(Collected data entries)
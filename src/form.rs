//! Forms on top of the store
//!
//! A form owns two memory-only namespaces: `form:<id>` for field data and
//! `errors.form:<id>` for one error string per field path. Validators are
//! attached per field at build time and keep the error namespace current.

use std::ops::Deref;
use std::sync::Arc;

use regex::Regex;
use serde_json::{json, Value};
use uuid::Uuid;

use crate::hooks::ObjectWatch;
use crate::root::{Node, StoreOptions, StoreRoot};
use crate::store::{Store, Subscription};

/// Custom validator: field value and form in, error message out
pub type ValidatorFn = Arc<dyn Fn(Option<&Value>, &FormStore) -> Option<String> + Send + Sync>;

#[derive(Clone)]
pub enum Validator {
    /// Empty string or non-scalar value is an error
    NotEmpty,
    /// Stringified value must match
    Regex(Regex),
    Custom(ValidatorFn),
}

impl Validator {
    pub fn custom<F>(check: F) -> Self
    where
        F: Fn(Option<&Value>, &FormStore) -> Option<String> + Send + Sync + 'static,
    {
        Validator::Custom(Arc::new(check))
    }

    fn check(&self, field: &str, value: Option<&Value>, form: &FormStore) -> Option<String> {
        match self {
            Validator::NotEmpty => {
                string_value(value)
                    .is_empty()
                    .then(|| format!("{} is required", pascal_case(field)))
            }
            Validator::Regex(regex) => {
                (!regex.is_match(&string_value(value)))
                    .then(|| format!("{} is invalid", pascal_case(field)))
            }
            Validator::Custom(check) => check(value, form),
        }
    }
}

impl std::fmt::Debug for Validator {
    fn fmt(&self, f: &mut std::fmt::Formatter<'_>) -> std::fmt::Result {
        match self {
            Validator::NotEmpty => f.write_str("NotEmpty"),
            Validator::Regex(regex) => f.debug_tuple("Regex").field(&regex.as_str()).finish(),
            Validator::Custom(_) => f.write_str("Custom(..)"),
        }
    }
}

pub struct FormBuilder {
    store: Arc<Store>,
    default: Value,
    validators: Vec<(String, Validator)>,
}

impl FormBuilder {
    pub fn validate(mut self, path: impl Into<String>, validator: Validator) -> Self {
        self.validators.push((path.into(), validator));
        self
    }

    pub fn build(self) -> Form {
        let namespace = format!("form:{}", Uuid::new_v4().simple());
        let memory_only = StoreOptions { memory_only: true };

        let data = StoreRoot::new(self.store.clone(), &namespace, self.default, memory_only);
        let errors = StoreRoot::new(
            self.store.clone(),
            format!("errors.{}", namespace),
            json!({}),
            memory_only,
        );
        let form = FormStore { data, errors };

        let mut subscriptions = Vec::with_capacity(self.validators.len());
        for (path, validator) in self.validators {
            let run = {
                let form = form.clone();
                let path = path.clone();
                move || {
                    let value = form.data.value(&path);
                    let error = validator.check(&path, value.as_ref(), &form);
                    form.errors.set(&path, error.map(Value::String));
                }
            };

            run();
            subscriptions.push(self.store.subscribe(&form.data.key(&path), run));
        }

        tracing::debug!(namespace = %namespace, validators = subscriptions.len(), "form created");

        Form {
            store: form,
            _validators: subscriptions,
        }
    }
}

/// A live form; dropping it detaches its validators
pub struct Form {
    store: FormStore,
    _validators: Vec<Subscription>,
}

impl Form {
    pub fn builder(store: Arc<Store>, default: Value) -> FormBuilder {
        FormBuilder {
            store,
            default,
            validators: Vec::new(),
        }
    }

    pub fn store(&self) -> &FormStore {
        &self.store
    }
}

impl Deref for Form {
    type Target = FormStore;

    fn deref(&self) -> &FormStore {
        &self.store
    }
}

/// Event handed to a submit handler
#[derive(Debug, Default)]
pub struct SubmitEvent {
    default_prevented: bool,
}

impl SubmitEvent {
    pub fn new() -> Self {
        Self::default()
    }

    pub fn prevent_default(&mut self) {
        self.default_prevented = true;
    }

    pub fn default_prevented(&self) -> bool {
        self.default_prevented
    }
}

#[derive(Clone, Debug)]
pub struct FormStore {
    data: StoreRoot,
    errors: StoreRoot,
}

impl FormStore {
    pub fn namespace(&self) -> &str {
        self.data.namespace()
    }

    pub fn error_namespace(&self) -> &str {
        self.errors.namespace()
    }

    pub fn field(&self, path: &str) -> FormField {
        FormField {
            node: self.data.node(path),
            errors: self.errors.clone(),
        }
    }

    /// Full data snapshot
    pub fn snapshot(&self) -> Value {
        self.data.value("").unwrap_or(Value::Null)
    }

    /// Field path -> error message, for every field currently in error
    pub fn errors(&self) -> Value {
        self.errors.value("").unwrap_or_else(|| json!({}))
    }

    pub fn clear_errors(&self) {
        self.errors
            .store()
            .produce(self.errors.namespace(), None, false, true);
    }

    /// Wrap `on_submit` into an event handler that suppresses the default
    /// action and passes the current data snapshot
    pub fn handle_submit<F>(&self, on_submit: F) -> impl Fn(&mut SubmitEvent)
    where
        F: Fn(Value),
    {
        let form = self.clone();
        move |event: &mut SubmitEvent| {
            event.prevent_default();
            on_submit(form.snapshot());
        }
    }
}

/// Form field accessor: a `Node` plus its error slot
#[derive(Clone, Debug)]
pub struct FormField {
    node: Node,
    errors: StoreRoot,
}

impl FormField {
    pub fn field(&self, segment: &str) -> FormField {
        FormField {
            node: self.node.at(segment),
            errors: self.errors.clone(),
        }
    }

    pub fn error(&self) -> Option<String> {
        match self.errors.value(self.node.path())? {
            Value::String(message) => Some(message),
            _ => None,
        }
    }

    pub fn set_error(&self, error: Option<String>) {
        self.errors.set(self.node.path(), error.map(Value::String));
    }

    pub fn watch_error(&self) -> ObjectWatch {
        self.errors.watch(self.node.path())
    }
}

impl Deref for FormField {
    type Target = Node;

    fn deref(&self) -> &Node {
        &self.node
    }
}

/// Text a validator checks: strings as-is, numbers and booleans printed,
/// anything else empty
pub fn string_value(value: Option<&Value>) -> String {
    match value {
        Some(Value::String(s)) => s.clone(),
        Some(Value::Number(n)) => n.to_string(),
        Some(Value::Bool(b)) => b.to_string(),
        _ => String::new(),
    }
}

/// `user.firstName` -> `UserFirstName`
pub fn pascal_case(input: &str) -> String {
    let mut out = String::with_capacity(input.len());
    let mut word_start = true;
    let mut prev_lower = false;

    for ch in input.chars() {
        if !ch.is_alphanumeric() {
            word_start = true;
            prev_lower = false;
            continue;
        }

        if ch.is_uppercase() && prev_lower {
            word_start = true;
        }

        if word_start {
            out.extend(ch.to_uppercase());
        } else {
            out.extend(ch.to_lowercase());
        }

        word_start = false;
        prev_lower = ch.is_lowercase() || ch.is_ascii_digit();
    }

    out
}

▶ [Exercise instructions]: In this exercise, reproduce each line above exactly.

▶ [Solution to the problem]:
filename src/form.rs
//! Forms on top of the store
//!
//! A form owns two memory-only namespaces: `form:<id>` for field data and
//! `errors.form:<id>` for one error string per field path. Validators are
//! attached per field at build time and keep the error namespace current.

use std::ops::Deref;
use std::sync::Arc;

use regex::Regex;
use serde_json::{json, Value};
use uuid::Uuid;

use crate::hooks::ObjectWatch;
use crate::root::{Node, StoreOptions, StoreRoot};
use crate::store::{Store, Subscription};

/// Custom validator: field value and form in, error message out
pub type ValidatorFn = Arc<dyn Fn(Option<&Value>, &FormStore) -> Option<String> + Send + Sync>;

#[derive(Clone)]
pub enum Validator {
    /// Empty string or non-scalar value is an error
    NotEmpty,
    /// Stringified value must match
    Regex(Regex),
    Custom(ValidatorFn),
}

impl Validator {
    pub fn custom<F>(check: F) -> Self
    where
        F: Fn(Option<&Value>, &FormStore) -> Option<String> + Send + Sync + 'static,
    {
        Validator::Custom(Arc::new(check))
    }

    fn check(&self, field: &str, value: Option<&Value>, form: &FormStore) -> Option<String> {
        match self {
            Validator::NotEmpty => {
                string_value(value)
                    .is_empty()
                    .then(|| format!("{} is required", pascal_case(field)))
            }
            Validator::Regex(regex) => {
                (!regex.is_match(&string_value(value)))
                    .then(|| format!("{} is invalid", pascal_case(field)))
            }
            Validator::Custom(check) => check(value, form),
        }
    }
}

impl std::fmt::Debug for Validator {
    fn fmt(&self, f: &mut std::fmt::Formatter<'_>) -> std::fmt::Result {
        match self {
            Validator::NotEmpty => f.write_str("NotEmpty"),
            Validator::Regex(regex) => f.debug_tuple("Regex").field(&regex.as_str()).finish(),
            Validator::Custom(_) => f.write_str("Custom(..)"),
        }
    }
}

pub struct FormBuilder {
    store: Arc<Store>,
    default: Value,
    validators: Vec<(String, Validator)>,
}

impl FormBuilder {
    pub fn validate(mut self, path: impl Into<String>, validator: Validator) -> Self {
        self.validators.push((path.into(), validator));
        self
    }

    pub fn build(self) -> Form {
        let namespace = format!("form:{}", Uuid::new_v4().simple());
        let memory_only = StoreOptions { memory_only: true };

        let data = StoreRoot::new(self.store.clone(), &namespace, self.default, memory_only);
        let errors = StoreRoot::new(
            self.store.clone(),
            format!("errors.{}", namespace),
            json!({}),
            memory_only,
        );
        let form = FormStore { data, errors };

        let mut subscriptions = Vec::with_capacity(self.validators.len());
        for (path, validator) in self.validators {
            let run = {
                let form = form.clone();
                let path = path.clone();
                move || {
                    let value = form.data.value(&path);
                    let error = validator.check(&path, value.as_ref(), &form);
                    form.errors.set(&path, error.map(Value::String));
                }
            };

            run();
            subscriptions.push(self.store.subscribe(&form.data.key(&path), run));
        }

        tracing::debug!(namespace = %namespace, validators = subscriptions.len(), "form created");

        Form {
            store: form,
            _validators: subscriptions,
        }
    }
}

/// A live form; dropping it detaches its validators
pub struct Form {
    store: FormStore,
    _validators: Vec<Subscription>,
}

impl Form {
    pub fn builder(store: Arc<Store>, default: Value) -> FormBuilder {
        FormBuilder {
            store,
            default,
            validators: Vec::new(),
        }
    }

    pub fn store(&self) -> &FormStore {
        &self.store
    }
}

impl Deref for Form {
    type Target = FormStore;

    fn deref(&self) -> &FormStore {
        &self.store
    }
}

/// Event handed to a submit handler
#[derive(Debug, Default)]
pub struct SubmitEvent {
    default_prevented: bool,
}

impl SubmitEvent {
    pub fn new() -> Self {
        Self::default()
    }

    pub fn prevent_default(&mut self) {
        self.default_prevented = true;
    }

    pub fn default_prevented(&self) -> bool {
        self.default_prevented
    }
}

#[derive(Clone, Debug)]
pub struct FormStore {
    data: StoreRoot,
    errors: StoreRoot,
}

impl FormStore {
    pub fn namespace(&self) -> &str {
        self.data.namespace()
    }

    pub fn error_namespace(&self) -> &str {
        self.errors.namespace()
    }

    pub fn field(&self, path: &str) -> FormField {
        FormField {
            node: self.data.node(path),
            errors: self.errors.clone(),
        }
    }

    /// Full data snapshot
    pub fn snapshot(&self) -> Value {
        self.data.value("").unwrap_or(Value::Null)
    }

    /// Field path -> error message, for every field currently in error
    pub fn errors(&self) -> Value {
        self.errors.value("").unwrap_or_else(|| json!({}))
    }

    pub fn clear_errors(&self) {
        self.errors
            .store()
            .produce(self.errors.namespace(), None, false, true);
    }

    /// Wrap `on_submit` into an event handler that suppresses the default
    /// action and passes the current data snapshot
    pub fn handle_submit<F>(&self, on_submit: F) -> impl Fn(&mut SubmitEvent)
    where
        F: Fn(Value),
    {
        let form = self.clone();
        move |event: &mut SubmitEvent| {
            event.prevent_default();
            on_submit(form.snapshot());
        }
    }
}

/// Form field accessor: a `Node` plus its error slot
#[derive(Clone, Debug)]
pub struct FormField {
    node: Node,
    errors: StoreRoot,
}

impl FormField {
    pub fn field(&self, segment: &str) -> FormField {
        FormField {
            node: self.node.at(segment),
            errors: self.errors.clone(),
        }
    }

    pub fn error(&self) -> Option<String> {
        match self.errors.value(self.node.path())? {
            Value::String(message) => Some(message),
            _ => None,
        }
    }

    pub fn set_error(&self, error: Option<String>) {
        self.errors.set(self.node.path(), error.map(Value::String));
    }

    pub fn watch_error(&self) -> ObjectWatch {
        self.errors.watch(self.node.path())
    }
}

impl Deref for FormField {
    type Target = Node;

    fn deref(&self) -> &Node {
        &self.node
    }
}

/// Text a validator checks: strings as-is, numbers and booleans printed,
/// anything else empty
pub fn string_value(value: Option<&Value>) -> String {
    match value {
        Some(Value::String(s)) => s.clone(),
        Some(Value::Number(n)) => n.to_string(),
        Some(Value::Bool(b)) => b.to_string(),
        _ => String::new(),
    }
}

/// `user.firstName` -> `UserFirstName`
pub fn pascal_case(input: &str) -> String {
    let mut out = String::with_capacity(input.len());
    let mut word_start = true;
    let mut prev_lower = false;

    for ch in input.chars() {
        if !ch.is_alphanumeric() {
            word_start = true;
            prev_lower = false;
            continue;
        }

        if ch.is_uppercase() && prev_lower {
            word_start = true;
        }

        if word_start {
            out.extend(ch.to_uppercase());
        } else {
            out.extend(ch.to_lowercase());
        }

        word_start = false;
        prev_lower = ch.is_lowercase() || ch.is_ascii_digit();
    }

    out
}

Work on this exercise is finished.